Thursday, October 15, 2015



    Democrats have every reason to be happy about Tuesday night’s first debate and proud of the candidates who are seeking to be the presidential nominee of their party.
    The event attracted a far larger television audience than expected, and the reactions of viewers indicate they were not the least bit disappointed by what they were watching. The tone was tough but civil, as differences of opinion were expressed, often strongly. The content was wide-ranging, substantive, and never dull, thanks largely to the probing questions of moderator Anderson Cooper and his two colleagues. They did not let anyone avoid their questions!

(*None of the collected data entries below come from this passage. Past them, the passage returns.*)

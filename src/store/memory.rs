//! In-process implementation of every port, for tests and local runs.
//!
//! Stock mutations are applied immediately under the store mutex, which keeps
//! the conditional decrement atomic, and are undone if the transaction rolls
//! back or is dropped. Order rows become visible on commit. `lock_order`
//! holds a per-order async lock until the transaction ends.

use async_trait::async_trait;
use parking_lot::Mutex;
use std::collections::{HashMap, HashSet};
use std::sync::atomic::{AtomicBool, Ordering};
use std::sync::Arc;
use std::time::Duration;
use tokio::sync::{Mutex as AsyncMutex, OwnedMutexGuard};
use uuid::Uuid;

use crate::domain::aggregates::{CartLine, CartOwner, CartSummary, DeliveryOption, Order, OrderItem, OrderWithItems, ProductSnapshot, StatusChange, StockDecrement};
use crate::domain::value_objects::{Money, MoneyError, Quantity};
use crate::error::{OrderError, Result};
use crate::ports::{CartService, Catalog, DeliveryDirectory, OrderFilter, OrderStore, Page, StoreTx};

#[derive(Clone, Debug)]
struct ProductRecord { name: String, price_minor: Money, discount_percent: i64, stock_quantity: i32, active: bool }

impl ProductRecord {
    fn final_price(&self) -> std::result::Result<Money, MoneyError> {
        let price = self.price_minor.minor();
        let discount = price.checked_mul(self.discount_percent).ok_or(MoneyError::Overflow)? / 100;
        Money::from_minor(price - discount)
    }
}

#[derive(Default)]
struct State {
    orders: HashMap<Uuid, Order>,
    items: HashMap<Uuid, Vec<OrderItem>>,
    products: HashMap<Uuid, ProductRecord>,
    carts: HashMap<CartOwner, Vec<(Uuid, Quantity)>>,
    deliveries: HashMap<Uuid, DeliveryOption>,
}

#[derive(Clone, Default)]
pub struct MemoryStore {
    state: Arc<Mutex<State>>,
    row_locks: Arc<Mutex<HashMap<Uuid, Arc<AsyncMutex<()>>>>>,
    write_latency: Duration,
    commit_latency: Duration,
    fail_cart_clear: Arc<AtomicBool>,
}

impl MemoryStore {
    pub fn new() -> Self { Self::default() }

    /// Every transactional write sleeps this long first
    pub fn with_write_latency(mut self, latency: Duration) -> Self { self.write_latency = latency; self }

    /// Commit applies its writes, then takes this long to acknowledge
    pub fn with_commit_latency(mut self, latency: Duration) -> Self { self.commit_latency = latency; self }

    pub fn add_product(&self, name: &str, price_minor: i64, stock_quantity: i32) -> Uuid {
        let id = Uuid::now_v7();
        let price_minor = Money::from_minor(price_minor).unwrap_or(Money::ZERO);
        self.state.lock().products.insert(id, ProductRecord { name: name.to_string(), price_minor, discount_percent: 0, stock_quantity, active: true });
        id
    }

    pub fn set_discount(&self, product_id: Uuid, percent: i64) {
        if let Some(p) = self.state.lock().products.get_mut(&product_id) { p.discount_percent = percent.clamp(0, 100); }
    }

    pub fn set_price(&self, product_id: Uuid, price_minor: i64) {
        if let (Some(p), Ok(price)) = (self.state.lock().products.get_mut(&product_id), Money::from_minor(price_minor)) { p.price_minor = price; }
    }

    pub fn set_stock(&self, product_id: Uuid, stock_quantity: i32) {
        if let Some(p) = self.state.lock().products.get_mut(&product_id) { p.stock_quantity = stock_quantity; }
    }

    pub fn set_product_active(&self, product_id: Uuid, active: bool) {
        if let Some(p) = self.state.lock().products.get_mut(&product_id) { p.active = active; }
    }

    pub fn remove_product(&self, product_id: Uuid) { self.state.lock().products.remove(&product_id); }

    pub fn stock(&self, product_id: Uuid) -> Option<i32> { self.state.lock().products.get(&product_id).map(|p| p.stock_quantity) }

    pub fn add_delivery_option(&self, base_cost_minor: i64) -> Uuid {
        let id = Uuid::now_v7();
        let base_cost_minor = Money::from_minor(base_cost_minor).unwrap_or(Money::ZERO);
        self.state.lock().deliveries.insert(id, DeliveryOption { id, base_cost_minor, is_active: true });
        id
    }

    pub fn set_delivery_active(&self, id: Uuid, active: bool) {
        if let Some(d) = self.state.lock().deliveries.get_mut(&id) { d.is_active = active; }
    }

    /// Sets the cart line for `product_id`, replacing any previous quantity
    pub fn put_in_cart(&self, owner: &CartOwner, product_id: Uuid, quantity: i32) {
        let mut st = self.state.lock();
        let lines = st.carts.entry(owner.clone()).or_default();
        lines.retain(|(id, _)| *id != product_id);
        if let Some(q) = Quantity::new(quantity) { lines.push((product_id, q)); }
    }

    pub fn fail_cart_clear(&self, fail: bool) { self.fail_cart_clear.store(fail, Ordering::SeqCst); }

    pub fn order_count(&self) -> usize { self.state.lock().orders.len() }
}

#[async_trait]
impl OrderStore for MemoryStore {
    async fn begin(&self) -> Result<Box<dyn StoreTx>> {
        Ok(Box::new(MemoryTx {
            state: self.state.clone(), row_locks: self.row_locks.clone(),
            write_latency: self.write_latency, commit_latency: self.commit_latency,
            new_orders: vec![], new_items: vec![], updates: HashMap::new(), stock_undo: vec![],
            locked: HashSet::new(), guards: vec![], done: false,
        }))
    }

    async fn find_order(&self, order_id: Uuid) -> Result<Option<Order>> {
        Ok(self.state.lock().orders.get(&order_id).cloned())
    }

    async fn find_order_with_items(&self, order_id: Uuid) -> Result<Option<OrderWithItems>> {
        let st = self.state.lock();
        Ok(st.orders.get(&order_id).map(|order| OrderWithItems {
            order: order.clone(),
            items: st.items.get(&order_id).cloned().unwrap_or_default(),
        }))
    }

    async fn list_orders(&self, filter: &OrderFilter) -> Result<Page<Order>> {
        let st = self.state.lock();
        let mut matching: Vec<&Order> = st.orders.values()
            .filter(|o| filter.user_id.map_or(true, |u| o.user_id == u))
            .filter(|o| filter.status.map_or(true, |s| o.status == s))
            .collect();
        matching.sort_by(|a, b| b.created_at.cmp(&a.created_at).then(b.id.cmp(&a.id)));
        let total = matching.len() as i64;
        let data = matching.into_iter().skip(filter.offset() as usize).take(filter.limit as usize).cloned().collect();
        Ok(Page { data, total, page: filter.page, limit: filter.limit })
    }
}

struct MemoryTx {
    state: Arc<Mutex<State>>,
    write_latency: Duration,
    new_orders: Vec<Order>,
    new_items: Vec<OrderItem>,
    updates: HashMap<Uuid, Order>,
    row_locks: Arc<Mutex<HashMap<Uuid, Arc<AsyncMutex<()>>>>>,
    commit_latency: Duration,
    /// Stock deltas to add back on rollback
    stock_undo: Vec<(Uuid, i32)>,
    locked: HashSet<Uuid>,
    guards: Vec<OwnedMutexGuard<()>>,
    done: bool,
}

impl MemoryTx {
    async fn pause(&self) {
        if !self.write_latency.is_zero() { tokio::time::sleep(self.write_latency).await; }
    }

    fn visible_order(&self, order_id: Uuid) -> Option<Order> {
        if let Some(o) = self.updates.get(&order_id) { return Some(o.clone()); }
        if let Some(o) = self.new_orders.iter().find(|o| o.id == order_id) { return Some(o.clone()); }
        self.state.lock().orders.get(&order_id).cloned()
    }

    fn undo_stock(&mut self) {
        let mut st = self.state.lock();
        for (product_id, delta) in self.stock_undo.drain(..).rev() {
            if let Some(p) = st.products.get_mut(&product_id) { p.stock_quantity = p.stock_quantity.saturating_add(delta); }
        }
    }
}

impl Drop for MemoryTx {
    fn drop(&mut self) {
        if !self.done { self.undo_stock(); }
    }
}

#[async_trait]
impl StoreTx for MemoryTx {
    async fn insert_order(&mut self, order: &Order) -> Result<()> {
        self.pause().await;
        if self.visible_order(order.id).is_some() {
            return Err(OrderError::Infrastructure(format!("duplicate order id {}", order.id)));
        }
        self.new_orders.push(order.clone());
        Ok(())
    }

    async fn insert_items(&mut self, items: &[OrderItem]) -> Result<()> {
        self.pause().await;
        self.new_items.extend_from_slice(items);
        Ok(())
    }

    async fn lock_order(&mut self, order_id: Uuid) -> Result<Option<Order>> {
        if self.locked.insert(order_id) {
            let row = self.row_locks.lock().entry(order_id).or_default().clone();
            self.guards.push(row.lock_owned().await);
        }
        Ok(self.visible_order(order_id))
    }

    async fn order_items(&mut self, order_id: Uuid) -> Result<Vec<OrderItem>> {
        let mut items = self.state.lock().items.get(&order_id).cloned().unwrap_or_default();
        items.extend(self.new_items.iter().filter(|i| i.order_id == order_id).cloned());
        Ok(items)
    }

    async fn update_status(&mut self, change: &StatusChange) -> Result<Order> {
        self.pause().await;
        let mut order = self.visible_order(change.order_id).ok_or(OrderError::OrderNotFound(change.order_id))?;
        order.apply(change);
        self.updates.insert(order.id, order.clone());
        Ok(order)
    }

    async fn decrement_if_sufficient(&mut self, product_id: Uuid, amount: i32) -> Result<StockDecrement> {
        self.pause().await;
        let mut st = self.state.lock();
        let product = st.products.get_mut(&product_id).ok_or(OrderError::ProductNotFound(product_id))?;
        if product.stock_quantity < amount {
            return Ok(StockDecrement::Insufficient { available: product.stock_quantity });
        }
        product.stock_quantity -= amount;
        let new_stock = product.stock_quantity;
        drop(st);
        self.stock_undo.push((product_id, amount));
        Ok(StockDecrement::Applied { new_stock })
    }

    async fn increment(&mut self, product_id: Uuid, amount: i32) -> Result<i32> {
        self.pause().await;
        let mut st = self.state.lock();
        let product = st.products.get_mut(&product_id).ok_or(OrderError::ProductNotFound(product_id))?;
        product.stock_quantity = product.stock_quantity.checked_add(amount)
            .ok_or_else(|| OrderError::Infrastructure(format!("stock overflow for product {product_id}")))?;
        let new_stock = product.stock_quantity;
        drop(st);
        self.stock_undo.push((product_id, -amount));
        Ok(new_stock)
    }

    async fn commit(self: Box<Self>) -> Result<()> {
        let mut tx = self;
        {
            let mut st = tx.state.lock();
            for order in tx.new_orders.drain(..) { st.orders.insert(order.id, order); }
            for item in tx.new_items.drain(..) { st.items.entry(item.order_id).or_default().push(item); }
            for (id, order) in tx.updates.drain() { st.orders.insert(id, order); }
        }
        tx.stock_undo.clear();
        tx.done = true;
        let ack = tx.commit_latency;
        drop(tx);
        if !ack.is_zero() { tokio::time::sleep(ack).await; }
        Ok(())
    }

    async fn rollback(self: Box<Self>) -> Result<()> {
        let mut tx = self;
        tx.undo_stock();
        tx.done = true;
        Ok(())
    }
}

#[async_trait]
impl CartService for MemoryStore {
    async fn summarize(&self, owner: &CartOwner) -> Result<CartSummary> {
        let st = self.state.lock();
        let mut lines = Vec::new();
        for (product_id, quantity) in st.carts.get(owner).into_iter().flatten() {
            if let Some(p) = st.products.get(product_id) {
                lines.push(CartLine { product_id: *product_id, product_name: p.name.clone(), final_price_minor: p.final_price()?, quantity: *quantity });
            }
        }
        Ok(CartSummary::from_lines(lines)?)
    }

    async fn clear(&self, owner: &CartOwner) -> Result<()> {
        if self.fail_cart_clear.load(Ordering::SeqCst) {
            return Err(OrderError::Infrastructure("cart service unavailable".into()));
        }
        self.state.lock().carts.remove(owner);
        Ok(())
    }
}

#[async_trait]
impl Catalog for MemoryStore {
    async fn product_snapshot(&self, product_id: Uuid) -> Result<Option<ProductSnapshot>> {
        self.state.lock().products.get(&product_id).map(|p| -> Result<ProductSnapshot> { Ok(ProductSnapshot {
            id: product_id, name: p.name.clone(), price_minor: p.price_minor, final_price_minor: p.final_price()?,
            stock_quantity: p.stock_quantity, active: p.active,
        }) }).transpose()
    }
}

#[async_trait]
impl DeliveryDirectory for MemoryStore {
    async fn lookup(&self, delivery_service_id: Uuid) -> Result<Option<DeliveryOption>> {
        Ok(self.state.lock().deliveries.get(&delivery_service_id).cloned())
    }
}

    The pace was lively, the time passed swiftly, and at the end those present and those watching on television had been given a good look at the candidates and an initial opportunity to compare and contrast them. With at least five more debates to come, voters will have a chance to modify or confirm their impressions.
    It will be interesting to see how this debate impacts the polling. The overwhelming consensus of the media analysts was that Hillary Clinton "won” the debate, but that Bernie Sanders had also done well, and that Martin O’Malley had helped himself to some degree by his performance. Lincoln Chafee and Jim Webb did not fare so well. In my view Hillary was the most informed, the best prepared, and by far the most “presidential” of the group. Martin O’Malley would be my second choice in that last regard.
    The Sanders campaign had prepared their constituents for the debate, and Bernie mentioned more than once the huge number of his supporters who had gathered across the nation to watch the debate. Given the demographics of his constituency, I would suspect that they had been geared up to tweet their favorable responses to their champion’s performance and to encourage support from their contacts. That probably accounts for his impressively high number of comments on social media, along with the resulting $2,000,000 in new donations. He has certainly taken a page out of Barack Obama’s book on how to build a support base! He is a formidable contender.
    Bernie also did well with the focus group I watched after the debate. They resonated, as have many others who have warmed to his message, with his intense attack on the unfair distribution of wealth in America. It was interesting, however, that when asked whether they could see him as President, hardly any hands went up.